No dia 30 de junho de 2011, o mais notável líder do movimento pró-emancipação de Extrema de Rondônia, o popular Zé Gaúcho, foi vítima de um acidente fatal na BR 364 próximo a Porto Velho. A comunidade de toda Região da Ponta do Abunã, perdeu o seu mais autêntico líder que sempre lutou incansavelmente pela autonomia política do braço ocidental do Estado de Rondônia. Em 02 de julho, dois dias após o falecimento de José Hermeto Mazurkewicz - Zé Gaúcho - o Governador Confúcio Moura esteve em Extrema e lamentou a morte do líder comunitário.

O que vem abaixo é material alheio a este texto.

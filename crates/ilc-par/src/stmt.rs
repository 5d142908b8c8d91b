//! Statement dispatch, control flow, assignment, and the built-in
//! `print`/`read` statements.

use crate::ast::{LValue, Statement};
use crate::Parser;
use ilc_lex::Token;

impl<'a> Parser<'a> {
    pub(crate) fn parse_stmt(&mut self) -> Option<Statement> {
        match self.current() {
            Token::Var => self.parse_var_or_array_decl(),
            Token::Type => self.parse_type_decl(),
            Token::Routine => self.parse_routine_decl(),
            Token::If => self.parse_if_stmt(),
            Token::While => self.parse_while_stmt(),
            Token::For => self.parse_for_stmt(),
            Token::Print => self.parse_print_stmt(),
            Token::Read => self.parse_read_stmt(),
            Token::Return => self.parse_return_stmt(),
            Token::Ident(_) => self.parse_assignment_or_call(),
            other => {
                self.error(&format!("expected a statement, found '{other}'"));
                None
            }
        }
    }

    /// `if_stmt := 'if' expr 'then' stmt_list ('else' stmt_list)? 'end'`
    fn parse_if_stmt(&mut self) -> Option<Statement> {
        let start = self.current_span();
        self.expect(Token::If)?;
        let cond = self.parse_expr()?;
        self.expect(Token::Then)?;
        let then_branch = self.parse_stmt_list()?;
        let else_branch = if self.eat(Token::Else) {
            Some(self.parse_stmt_list()?)
        } else {
            None
        };
        self.expect(Token::End)?;
        let span = start.to(self.current_span());
        Some(Statement::IfStmt {
            cond,
            then_branch,
            else_branch,
            span,
        })
    }

    /// `while_stmt := 'while' expr 'loop' stmt_list 'end'`
    fn parse_while_stmt(&mut self) -> Option<Statement> {
        let start = self.current_span();
        self.expect(Token::While)?;
        let cond = self.parse_expr()?;
        self.expect(Token::Loop)?;
        let body = self.parse_stmt_list()?;
        self.expect(Token::End)?;
        let span = start.to(self.current_span());
        Some(Statement::WhileStmt { cond, body, span })
    }

    /// `for_stmt := 'for' ID 'in' 'reverse'? expr '..' expr 'loop' stmt_list 'end'`
    fn parse_for_stmt(&mut self) -> Option<Statement> {
        let start = self.current_span();
        self.expect(Token::For)?;
        let var = self.expect_ident()?;
        self.expect(Token::In)?;
        let reverse = self.eat(Token::Reverse);
        let range_start = self.parse_expr()?;
        self.expect(Token::DotDot)?;
        let end = self.parse_expr()?;
        self.expect(Token::Loop)?;
        let body = self.parse_stmt_list()?;
        self.expect(Token::End)?;
        let span = start.to(self.current_span());
        Some(Statement::ForLoop {
            var,
            reverse,
            start: range_start,
            end,
            body,
            span,
        })
    }

    /// `print_stmt := 'print' '(' expr ')'`
    fn parse_print_stmt(&mut self) -> Option<Statement> {
        let start = self.current_span();
        self.expect(Token::Print)?;
        self.expect(Token::LParen)?;
        let expr = self.parse_expr()?;
        self.expect(Token::RParen)?;
        let span = start.to(self.current_span());
        Some(Statement::PrintStmt { expr, span })
    }

    /// `read_stmt := 'read' '(' ID ')'`
    fn parse_read_stmt(&mut self) -> Option<Statement> {
        let start = self.current_span();
        self.expect(Token::Read)?;
        self.expect(Token::LParen)?;
        let var = self.expect_ident()?;
        self.expect(Token::RParen)?;
        let span = start.to(self.current_span());
        Some(Statement::ReadStmt { var, span })
    }

    /// `return_stmt := 'return' expr?`
    fn parse_return_stmt(&mut self) -> Option<Statement> {
        let start = self.current_span();
        self.expect(Token::Return)?;
        let expr = if self.at(Token::Semicolon) || self.at(Token::End) || self.at(Token::Eof) {
            None
        } else {
            Some(self.parse_expr()?)
        };
        let span = start.to(self.current_span());
        Some(Statement::ReturnStmt { expr, span })
    }

    /// `assignment := lvalue ':=' expr` or a bare `call_stmt := ID '(' arg_list? ')'`.
    ///
    /// Both start with an identifier; the distinguishing token is `:=`
    /// versus `(` once the lvalue's optional `[...]`/`.` suffix (if any)
    /// has been consumed.
    fn parse_assignment_or_call(&mut self) -> Option<Statement> {
        let start = self.current_span();
        let name = self.expect_ident()?;

        if self.eat(Token::LParen) {
            let args = self.parse_arg_list()?;
            self.expect(Token::RParen)?;
            let span = start.to(self.current_span());
            return Some(Statement::RoutineCallStmt { name, args, span });
        }

        let target = if self.eat(Token::LBracket) {
            let index = self.parse_expr()?;
            self.expect(Token::RBracket)?;
            LValue::Index(name, Box::new(index))
        } else if self.eat(Token::Dot) {
            let field = self.expect_ident()?;
            LValue::Field(name, field)
        } else {
            LValue::Var(name)
        };

        self.expect(Token::Assign)?;
        let value = self.parse_expr()?;
        let span = start.to(self.current_span());
        Some(Statement::Assignment {
            target,
            value,
            span,
        })
    }
}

Em seguida anunciou que ainda no dia primeiro de julho já constava no diário oficial do Estado a nomeação de um assessor especial da casa civil para dar início aos levantamentos oficiais objetivando a implantação do município de Extrema de Rondônia. Através do Decreto Nº 12019 de 30 de junho de 2011, o Governador nomeou o servidor Hiran Pinto Castiel, assessor especial da Secretaria de Estado de Assuntos Estratégicos, com vistas a proceder a estudos que possam fundamentar a implantação do município de Extrema de Rondônia. Feito os estudos, o Governo do Estado encaminha solicitação ao Tribunal Superior Eleitoral – TSE para parecer daquela corte objetivando assegurar a realização de eleições municipais em Extrema de Rondônia. Mas infelizmente, no dia 10 de abril deste ano, o TSE publica a decisão unânime Nº 161/2012 que versa sobre a impossibilidade de instalação do município. Atualmente o povo ainda corre atrás deste sonho.